La distancia sentimental, ese cierto complejo de olvidados que sólo trascienden a los informativos cuando hay conflicto en la verja, determina de dos modos muy explícitos el carácter de los melillenses.

Por una parte, les inclina a la hospitalidad, como si, para ellos, cada visitante constituyese un cordón umbilical con el que asociarse a la Península y recordar que existen. Y más cuando se trata del jefe de Estado. Por otro lado, y como el abandono jamás inspiró resentimiento alguno, les enciende de un españolismo en estado puro, no tamizado por complejos fatalistas ni por escepticismos sofisticados, que en parte parece la identidad constantemente reivindicada de una ciudad marcada por su naturaleza fronteriza y el espacio vital tan chico, apenas lo que alcanza el disparo de un viejo cañón: si en los bares de Madrid hay fotografías de toreros y futbolistas, en las paredes de los de Melilla están las de la Legión y los Regulares. Por ello, el ambiente que había en la plaza de España mientras los Reyes sobrevolaban el Mediterráneo para cumplir con la aparición paternal bastaba para refutar la famosa frase de Cánovas: «Español es quien no puede ser otra cosa».

Los melillenses no querrían ser ninguna otra cosa. Ni siquiera los de origen musulmán. E incluso, mientras cada día cientos de marroquíes cruzan la verja para trabajar en la ciudad y hacerse atender en sus hospitales, y también para sustentar una cultura que es híbrida sin tensiones, tienen la convicción de ocupar una posición de vanguardia que al mismo tiempo es un polo de atracción, un poco como aquella «luminosa ciudad en la colina» con la que Reagan soñó cuando idealizaba a los Estados Unidos.

Cuando retumbaron las salvas de honor, tembló el suelo. Los melillenses echaron a volar las miles de banderitas traídas en dos camiones desde Málaga y repartidas hasta en los estancos. Melilla era un inmenso caramelo envuelto en papel rojo y gualda. Se cantaba todo lo que rimara con España: «¡Esto es España, vámonos de cañas!». Todos los comercios tenían las persianas echadas. Entre el gentío había familias completas con sus tres eslabones generacionales, algunas de ellas musulmanas y hebreas. Había chavales vestidos con la camiseta de la selección. Había tipos a los que el corte de pelo delataba como militares de libranza. Estaban los empleados de bancos, de supermercados, estaban todos. No sólo Melilla necesitaba al Rey. El Rey necesitaba a Melilla para ilustrar con semejante adhesión sin resquicios la vigencia de su valor simbólico, para compensar ciertos entuertos recientes de fotos quemadas y una deriva hacia la crónica mundana que lo estaba banalizando.

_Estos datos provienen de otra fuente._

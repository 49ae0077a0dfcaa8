//! Module for a whole game: deal, prize claim, team formation, tricks and scoring.
use std::fmt;

use log::{debug, info, warn};
use rand::rngs::StdRng;
use rand::SeedableRng;
use serde::{Deserialize, Serialize};
use thiserror::Error;

use super::cards::{Card, Hand};
use super::player::Player;
use super::points;
use super::pos::PlayerPos;
use super::rules::Rules;
use super::strategy::Strategy;
use super::team::Team;
use super::trick::{self, PlayError, Trick};

/// Phases of a game, in the order they happen.
#[derive(Serialize, Deserialize, Debug, Clone, Copy, PartialEq, Eq)]
pub enum Phase {
    /// Cards are about to be dealt
    Dealing,
    /// Players decide whether to claim the prize
    PrizeClaim,
    /// The asking player requests a card and teams are formed
    TeamFormation,
    /// Tricks are being played
    Playing,
    /// Hands are empty, scores are not computed yet
    Scoring,
    /// The game is over
    Done,
}

/// Error that can occur while running a game
#[derive(Error, PartialEq, Debug)]
pub enum GameError {
    /// Games are played by 3 to 5 players
    #[error("a game needs 3 to 5 players, not {0}")]
    InvalidPlayerCount(usize),
    /// Provided hands cannot come from a single deck
    #[error("invalid deal: {0}")]
    InvalidDeal(String),
    /// An action was attempted at the wrong moment
    #[error("expected phase {expected:?}, the game is in {actual:?}")]
    WrongPhase { expected: Phase, actual: Phase },
    /// Every strategy kept declining the prize
    #[error("nobody claimed the prize after {0} deals")]
    PrizeNeverClaimed(usize),
    #[error(transparent)]
    Play(#[from] PlayError),
}
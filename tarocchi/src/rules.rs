//! Tunable constants of a game.

use serde::{Deserialize, Serialize};

/// Configuration of a game.
///
/// Missing fields take their default value when deserialized, so a rules file
/// only needs to name what it overrides.
#[derive(Clone, Debug, PartialEq, Serialize, Deserialize)]
#[serde(default)]
pub struct Rules {
    /// Debt of the player who claimed the prize.
    pub asking_debt: i32,
    /// Debt of every other player.
    pub defender_debt: i32,
    /// How many proposals a strategy gets before the game picks a card itself.
    pub max_attempts: usize,
    /// How many times the cards may be dealt again, after the first deal, before
    /// giving up on anybody claiming the prize.
    pub max_redeals: usize,
}

impl Default for Rules {
    fn default() -> Self {
        Rules {
            asking_debt: 21 * 3,
            defender_debt: 19 * 3,
            max_attempts: 1000,
            max_redeals: 100,
        }
    }
}

impl Rules {
    /// Returns the debt for a player, depending on whether they asked.
    pub fn debt(&self, asking: bool) -> i32 {
        if asking {
            self.asking_debt
        } else {
            self.defender_debt
        }
    }
}

#[cfg(test)]
mod tests {
    use super::*;

    #[test]
    fn test_debts() {
        let rules = Rules::default();
        assert_eq!(rules.debt(true), 63);
        assert_eq!(rules.debt(false), 57);
        assert!(rules.debt(true) > rules.debt(false));
    }

    #[test]
    fn test_partial_rules() {
        let rules: Rules = serde_json::from_str(r#"{ "asking_debt": 70 }"#).unwrap();
        assert_eq!(rules.asking_debt, 70);
        assert_eq!(rules.defender_debt, 57);
        assert_eq!(rules.max_redeals, Rules::default().max_redeals);
    }
}
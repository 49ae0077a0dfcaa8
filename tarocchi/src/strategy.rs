//! Decisions a player makes during a game.
//!
//! The game only checks and applies choices; picking them is left to a
//! [`Strategy`], which can be random, scripted or driven by a human.

use std::collections::VecDeque;

use rand::rngs::StdRng;
use rand::seq::SliceRandom;
use rand::{Rng, SeedableRng};

use super::cards::{Card, Hand, FOOL};

/// The choices a player makes.
pub trait Strategy {
    /// Names any card of the deck (used to request a partner's card).
    fn choose_any_card(&mut self) -> Card;

    /// Picks a card of `hand`, to play, give or discard.
    ///
    /// `None` lets the game decide.
    fn choose_from_hand(&mut self, hand: &Hand) -> Option<Card>;

    /// Whether to claim the prize, knowing the dealt `hand`.
    fn accept_prize(&mut self, hand: &Hand) -> bool;
}

/// Picks uniformly at random.
pub struct RandomStrategy {
    rng: StdRng,
    accept_probability: f64,
}

impl RandomStrategy {
    pub fn new() -> Self {
        RandomStrategy::from_rng(StdRng::from_entropy())
    }

    /// A strategy whose choices are determined by the seed.
    pub fn seeded(seed: [u8; 32]) -> Self {
        RandomStrategy::from_rng(StdRng::from_seed(seed))
    }

    fn from_rng(rng: StdRng) -> Self {
        RandomStrategy {
            rng,
            accept_probability: 0.5,
        }
    }

    /// Sets how likely the prize is claimed.
    ///
    /// # Panics
    ///
    /// If `p` is not in `[0, 1]`.
    pub fn with_accept_probability(mut self, p: f64) -> Self {
        assert!((0.0..=1.0).contains(&p), "invalid probability: {}", p);
        self.accept_probability = p;
        self
    }
}

impl Default for RandomStrategy {
    fn default() -> Self {
        RandomStrategy::new()
    }
}

impl Strategy for RandomStrategy {
    fn choose_any_card(&mut self) -> Card {
        Card::random(&mut self.rng)
    }

    fn choose_from_hand(&mut self, hand: &Hand) -> Option<Card> {
        hand.list().choose(&mut self.rng).copied()
    }

    fn accept_prize(&mut self, _hand: &Hand) -> bool {
        self.rng.gen_bool(self.accept_probability)
    }
}

/// Replays prepared answers, in order.
///
/// When a queue runs dry: the Fool is requested (never a valid request),
/// hand choices are left to the game, and the prize is declined.
#[derive(Clone, Debug, Default)]
pub struct ScriptedStrategy {
    requests: VecDeque<Card>,
    picks: VecDeque<Card>,
    accepts: VecDeque<bool>,
}

impl ScriptedStrategy {
    pub fn new() -> Self {
        ScriptedStrategy::default()
    }

    /// Answers for [`Strategy::choose_any_card`].
    pub fn requesting<I: IntoIterator<Item = Card>>(mut self, cards: I) -> Self {
        self.requests.extend(cards);
        self
    }

    /// Answers for [`Strategy::choose_from_hand`].
    pub fn picking<I: IntoIterator<Item = Card>>(mut self, cards: I) -> Self {
        self.picks.extend(cards);
        self
    }

    /// Answers for [`Strategy::accept_prize`].
    pub fn accepting<I: IntoIterator<Item = bool>>(mut self, answers: I) -> Self {
        self.accepts.extend(answers);
        self
    }
}

impl Strategy for ScriptedStrategy {
    fn choose_any_card(&mut self) -> Card {
        self.requests.pop_front().unwrap_or(FOOL)
    }

    fn choose_from_hand(&mut self, _hand: &Hand) -> Option<Card> {
        self.picks.pop_front()
    }

    fn accept_prize(&mut self, _hand: &Hand) -> bool {
        self.accepts.pop_front().unwrap_or(false)
    }
}

#[cfg(test)]
mod tests {
    use super::*;
    use crate::cards::{Deck, Suit};

    #[test]
    fn test_random_strategy() {
        let mut strategy = RandomStrategy::seeded([1; 32]);
        let hand: Hand = Deck::new().list()[..10].iter().copied().collect();
        for _ in 0..50 {
            let card = strategy.choose_from_hand(&hand).unwrap();
            assert!(hand.has(card));
        }
        assert_eq!(strategy.choose_from_hand(&Hand::new()), None);
    }

    #[test]
    fn test_accept_probability() {
        let mut always = RandomStrategy::seeded([2; 32]).with_accept_probability(1.0);
        let mut never = RandomStrategy::seeded([2; 32]).with_accept_probability(0.0);
        for _ in 0..20 {
            assert!(always.accept_prize(&Hand::new()));
            assert!(!never.accept_prize(&Hand::new()));
        }
    }

    #[test]
    fn test_scripted_strategy() {
        let king = Card::new(Suit::Cup, 14);
        let mut strategy = ScriptedStrategy::new()
            .requesting(vec![king])
            .picking(vec![FOOL])
            .accepting(vec![true]);
        assert_eq!(strategy.choose_any_card(), king);
        assert_eq!(strategy.choose_any_card(), FOOL);
        assert_eq!(strategy.choose_from_hand(&Hand::new()), Some(FOOL));
        assert_eq!(strategy.choose_from_hand(&Hand::new()), None);
        assert!(strategy.accept_prize(&Hand::new()));
        assert!(!strategy.accept_prize(&Hand::new()));
    }
}
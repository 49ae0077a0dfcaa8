//! Player position in the table

use serde::{Deserialize, Serialize};

/// A seat at a table of `count` players.
///
/// Seats are plain indices: a position never owns or borrows the player sitting there.
#[derive(PartialEq, Eq, Hash, Clone, Copy, Debug, Serialize, Deserialize)]
pub struct PlayerPos {
    pub idx: usize,
    pub count: usize,
}

/// Iterates on players
pub struct PlayerIterator {
    current: PlayerPos,
    remaining: usize,
}

impl Iterator for PlayerIterator {
    type Item = PlayerPos;

    fn next(&mut self) -> Option<PlayerPos> {
        if self.remaining == 0 {
            return None;
        }

        let r = self.current;
        self.current = self.current.next();
        self.remaining -= 1;
        Some(r)
    }
}

impl PlayerPos {
    /// Returns the seat `idx` of a table of `count`.
    ///
    /// # Panics
    ///
    /// If `idx >= count`.
    pub fn new(idx: usize, count: usize) -> Self {
        assert!(idx < count, "invalid pos: {} of {}", idx, count);
        PlayerPos { idx, count }
    }

    /// Every seat of the table, starting with seat 0.
    pub fn all(count: usize) -> PlayerIterator {
        PlayerPos::new(0, count).until_n(count)
    }

    /// Returns the number corresponding to the position.
    pub fn to_n(self) -> usize {
        self.idx
    }

    /// Returns the next player in line
    pub fn next(self) -> PlayerPos {
        self.next_n(1)
    }

    /// Returns the player `n` seats further
    pub fn next_n(self, n: usize) -> PlayerPos {
        PlayerPos::new((self.idx + n) % self.count, self.count)
    }

    /// Returns the previous player.
    pub fn prev(self) -> PlayerPos {
        self.next_n(self.count - 1)
    }

    /// Returns an iterator that iterates on `n` players, including this one.
    pub fn until_n(self, n: usize) -> PlayerIterator {
        PlayerIterator {
            current: self,
            remaining: n,
        }
    }

    /// Returns the number of turns after `self` to reach `other`.
    pub fn distance_until(self, other: PlayerPos) -> usize {
        (self.count - 1 + other.idx - self.idx) % self.count + 1
    }

    /// Returns an iterator until the given player (`self` included, `other` excluded)
    pub fn until(self, other: PlayerPos) -> PlayerIterator {
        let d = self.distance_until(other);
        self.until_n(d)
    }
}

#[cfg(test)]
mod tests {

    use super::*;

    #[test]
    fn test_pos() {
        for count in 3..=5 {
            let mut counts = [0; 5];
            for i in 0..count {
                for pos in PlayerPos::new(i, count).until(PlayerPos::new(0, count)) {
                    counts[pos.idx] += 1;
                }
                for pos in PlayerPos::new(0, count).until(PlayerPos::new(i, count)) {
                    counts[pos.idx] += 1;
                }
            }

            for c in counts.iter().take(count) {
                assert_eq!(*c, count + 1);
            }

            for i in 0..count {
                let pos = PlayerPos::new(i, count);
                assert_eq!(pos.next(), PlayerPos::new((i + 1) % count, count));
                assert_eq!(pos.next().prev(), pos);
                assert_eq!(pos.next_n(count), pos);
            }
        }
    }

    #[test]
    fn test_all() {
        let seats: Vec<usize> = PlayerPos::all(4).map(|p| p.to_n()).collect();
        assert_eq!(seats, vec![0, 1, 2, 3]);
        let from_last: Vec<usize> = PlayerPos::new(3, 4).until_n(4).map(|p| p.to_n()).collect();
        assert_eq!(from_last, vec![3, 0, 1, 2]);
    }

    #[test]
    #[should_panic]
    fn test_bad_pos() {
        PlayerPos::new(3, 3);
    }
}
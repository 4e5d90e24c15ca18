//! Name- and index-addressable parameter collection.

use std::collections::HashMap;
use std::sync::Arc;

use crate::error::ParamError;
use crate::param_info::lookup_key;
use crate::parameter::Parameter;

/// How a caller refers to a parameter.
#[derive(Debug, Clone, Copy)]
pub enum Target<'a> {
    /// A parameter handle, resolved by identity.
    Param(&'a Arc<Parameter>),
    /// Position in insertion order.
    Index(usize),
    /// Name, matched through [`lookup_key`].
    Name(&'a str),
}

impl<'a> From<&'a Arc<Parameter>> for Target<'a> {
    fn from(param: &'a Arc<Parameter>) -> Self {
        Target::Param(param)
    }
}

impl From<usize> for Target<'_> {
    fn from(index: usize) -> Self {
        Target::Index(index)
    }
}

impl<'a> From<&'a str> for Target<'a> {
    fn from(name: &'a str) -> Self {
        Target::Name(name)
    }
}

impl<'a> From<&'a String> for Target<'a> {
    fn from(name: &'a String) -> Self {
        Target::Name(name.as_str())
    }
}

/// Resolves a [`Target`] to a parameter handle.
///
/// `None` means "not found"; callers treat it as a no-op, never as an error.
pub trait ParameterLookup {
    /// Looks up the parameter a target refers to.
    fn resolve(&self, target: Target<'_>) -> Option<Arc<Parameter>>;
}

/// Ordered collection of parameters with name lookup.
///
/// Parameters are shared (`Arc`) so queued changes can outlive a `clear`.
#[derive(Debug, Default)]
pub struct ParameterSet {
    parameters: Vec<Arc<Parameter>>,
    by_key: HashMap<String, usize>,
}

impl ParameterSet {
    /// Creates an empty set.
    pub fn new() -> Self {
        Self::default()
    }

    /// Adds a parameter and returns the shared handle.
    ///
    /// Fails if the name has no alphanumeric characters or if another
    /// parameter already has the same lookup key.
    pub fn add(&mut self, parameter: Parameter) -> Result<Arc<Parameter>, ParamError> {
        let key = lookup_key(parameter.name());
        if key.is_empty() {
            return Err(ParamError::EmptyName(parameter.name().to_string()));
        }
        if let Some(&existing) = self.by_key.get(&key) {
            return Err(ParamError::DuplicateName {
                name: parameter.name().to_string(),
                existing: self.parameters[existing].name().to_string(),
            });
        }

        #[cfg(feature = "tracing")]
        tracing::debug!(name = parameter.name(), index = self.parameters.len(), "param_add");

        let parameter = Arc::new(parameter);
        self.by_key.insert(key, self.parameters.len());
        self.parameters.push(Arc::clone(&parameter));
        Ok(parameter)
    }

    /// Looks up a parameter by name (see [`lookup_key`]).
    pub fn get(&self, name: &str) -> Option<&Arc<Parameter>> {
        self.by_key
            .get(&lookup_key(name))
            .and_then(|&index| self.parameters.get(index))
    }

    /// Looks up a parameter by insertion index.
    pub fn get_index(&self, index: usize) -> Option<&Arc<Parameter>> {
        self.parameters.get(index)
    }

    /// Number of parameters.
    pub fn len(&self) -> usize {
        self.parameters.len()
    }

    /// Whether the set holds no parameters.
    pub fn is_empty(&self) -> bool {
        self.parameters.is_empty()
    }

    /// Iterates parameters in insertion order.
    pub fn iter(&self) -> impl Iterator<Item = &Arc<Parameter>> {
        self.parameters.iter()
    }

    /// Removes every parameter from the set.
    ///
    /// Handles held elsewhere (including queued changes) stay valid.
    pub fn clear(&mut self) {
        #[cfg(feature = "tracing")]
        tracing::debug!(count = self.parameters.len(), "param_clear");

        self.parameters.clear();
        self.by_key.clear();
    }
}

impl ParameterLookup for ParameterSet {
    fn resolve(&self, target: Target<'_>) -> Option<Arc<Parameter>> {
        match target {
            Target::Param(param) => Some(Arc::clone(param)),
            Target::Index(index) => self.get_index(index).cloned(),
            Target::Name(name) => self.get(name).cloned(),
        }
    }
}

impl<'a> IntoIterator for &'a ParameterSet {
    type Item = &'a Arc<Parameter>;
    type IntoIter = std::slice::Iter<'a, Arc<Parameter>>;

    fn into_iter(self) -> Self::IntoIter {
        self.parameters.iter()
    }
}
//! Routing between the real-time and background dispatchers.

use paramsync_core::Priority;

use crate::dispatcher::Dispatcher;
use crate::record::ChangeRecord;

/// Pair of dispatchers plus the hand-off between them.
///
/// A change scheduled on one lane is applied there, then forwarded to the
/// other lane so that lane's observers hear about it too. Shared between
/// the façade and the background worker through an `Arc`.
#[derive(Debug)]
pub struct Scheduler {
    realtime: Dispatcher,
    background: Dispatcher,
}

impl Scheduler {
    /// Creates both dispatchers with `capacity` pre-allocated slots each.
    pub fn new(capacity: usize) -> Self {
        Self {
            realtime: Dispatcher::new(Priority::Realtime, capacity),
            background: Dispatcher::new(Priority::Async, capacity),
        }
    }

    /// Dispatcher for `lane`.
    pub fn dispatcher(&self, lane: Priority) -> &Dispatcher {
        match lane {
            Priority::Realtime => &self.realtime,
            Priority::Async => &self.background,
        }
    }

    /// Queues `record` on its origin lane. Returns `false` if that lane
    /// has been killed.
    ///
    /// A real-time record also reserves its later slot on the background
    /// lane here, so the real-time drain can forward it without allocating.
    pub fn schedule(&self, record: ChangeRecord) -> bool {
        match record.origin() {
            Priority::Realtime => {
                self.background.reserve_forward();
                let accepted = self.realtime.enqueue(record);
                if !accepted {
                    self.background.release_forward();
                }
                accepted
            }
            Priority::Async => self.background.enqueue(record),
        }
    }

    /// Drains `lane`, forwarding applied records to the other lane.
    ///
    /// Returns the number of records delivered. Draining the real-time lane
    /// does not allocate.
    pub fn process(&self, lane: Priority) -> usize {
        // A killed lane drops the notify step; nothing else to do.
        match lane {
            Priority::Realtime => self.realtime.drain(|record| {
                self.background.enqueue_reserved(record);
            }),
            Priority::Async => self.background.drain(|record| {
                self.realtime.enqueue(record);
            }),
        }
    }

    /// Kills both lanes.
    pub fn kill(&self) {
        self.background.kill();
        self.realtime.kill();
    }

    /// Whether both lanes have been killed.
    pub fn is_killed(&self) -> bool {
        self.realtime.is_killed() && self.background.is_killed()
    }
}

Así, ni siquiera importó que a muchos ciudadanos la visita se les antojara fugaz para tanta espera: las tres veces que los Reyes asomaron en el balcón como los cucos en un reloj les supieron a poco, los habrían tenido ahí encaramados todo el día. Y eso que, como pedía el veterano de la seguridad, el Rey se arrimó, y se entregó como es menester cuando se está en deuda.

Mientras la muchedumbre de la plaza de España se disolvía y los comercios volvían a subir las persianas metálicas, en los cafetines de lo más hondo del barrio musulmán, en los alrededores de la mezquita junto al Mercado Central, se vivía una jornada cualquiera, sin banderas en los balcones. No se sentían reclamados, pero tampoco agraviados por la visita Real. La bullanga al otro lado de la verja no había contagiado a nadie, y los hombres apuraban el té antes de regresar al trabajo.